Тренировка с низкой или умеренной интенсивностью длительностью менее часа

Во время таких физических нагрузок, как быстрая ходьба, медленное плавание и езда на велосипеде потери жидкости минимальны. Жажда может быть утолена чистой, негазированной водой. Любой напиток, в принципе, принесет пользу, так как степень обезвоживания в данном случае имела.

Высокая интенсивность тренировки длительностью менее часа

Тренировки высокой интенсивности могут включать у себя: бег, теннис, велоспорт, силовые тренировки. При таких усилиях жидкость имеет большое значение. Если вы занимаетесь при высокой температуре окружающей среды и повышенной влажности, вы потеряете больше жидкости. Нехватку ее утоляют лучше специальные напитки, которые содержат до 8 грамм углеводов в 100 мл.

Гипотонические напитки содержат до 4 граммов углеводов на 100 мл жидкости и ее молярность, или содержимое твердых веществ в жидкости (что важно для скорости поглощения) ниже, чем в жидкостях организма. В результате этого напиток поглощается быстрее, чем обычная вода, благодаря быстрому всасыванию. Есть аналогичные напитки, которые включают до 8 г углеводов на 100 мл. Они обеспечивают самый быстрый прилив энергии в виде углеводов, потому мы можем тренироваться более эффективно.

Выбор напитков, однако, зависит от личных преимуществ, так как некоторые изотонические напитки слишком высокой концентрации и могут навредить желудочно-кишечному тракту. Люди, которые чувствуют груз после потребления спортивных напитков, без сомнения должны выбирать простую воду.
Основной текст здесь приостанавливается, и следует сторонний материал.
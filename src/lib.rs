//! # DMMShield Control Core
//!
//! This library contains the control logic of the DMMShield multimeter:
//! the text command interpreter, the calibration workflow and the EPROM
//! calibration store. The measurement, storage, display and serial
//! hardware sit behind small traits so the core runs the same against the
//! real board or the simulated parts shipped here.
//!
//! Responses are the CRLF-terminated `PASS, ...` / `FAIL 0xNN, ...` lines
//! the firmware prints, so scripts written for the board keep working.

pub mod calibration;
pub mod command;
pub mod config;
pub mod display;
pub mod eprom;
pub mod error;
pub mod instrument;
pub mod interpreter;
pub mod meter;
pub mod scale;
pub mod status;
pub mod store;
pub mod transport;
pub mod units;

pub use calibration::{CalibrationWorkflow, CoefficientPair, CoefficientTable};
pub use command::{decode, CommandKey};
pub use config::Settings;
pub use error::{DmmError, ErrorKind};
pub use interpreter::Interpreter;
pub use scale::Scale;
pub use status::StatusComposer;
Обратите внимание, что можем приготовить свои спортивные гипотонические напитки, используя метод последовательности разведения водой.

Высокая интенсивность тренировки длительностью больше одного часа

При таких нагрузках, как игра в футбол или марафонский бег потеря жидкости всегда сопровождается падением уровня сахара в крови. При выборе жидкости нужно следить не только за скоростью всасывания, но и убедиться, что она дополнит потерянную глюкозу. Глюкоза - это ваше "топливо". Вы должны дополнять приблизительно 30-60г углеводов на час, который приблизительно отвечает литру изотонического напитка.

Однако, если вы тренируетесь при высокой температуре и влажности, разбавляйте свой углеводный напиток. При этом количество сахара в нем останется тем же, а количество жидкости увеличится. Но помните: слишком многие углеводы могут вызывать проблемы с желудком.

Таким образом, если вы склонны к обезвоживанию, и ваша тренировка короткая и очень интенсивная - во время нагрузок пейте только воду. Когда вы избираете более интенсивные тренировки - пейте специальные напитки. В добавление к лучшей усвояемости они также содержат сахару, которые дают прилив энергии. Но не пейте газированные напитки! Они лишают организм энергии, которая имеет решающее значение для поддержки адекватного уровня гидратации тела.

Не пейте энергетические напитки, которые содержат кофеин, потому что они обезвоживают организм, который еще больше снижает потенциал. Следите за своим весом до и после физических упражнений. Не пейте газированные напитки, которые могут вызывать вздутие живота и снизить эффективность тренировок. Произведите привычку пить жидкости мелкими глотками в течение всей тренировки.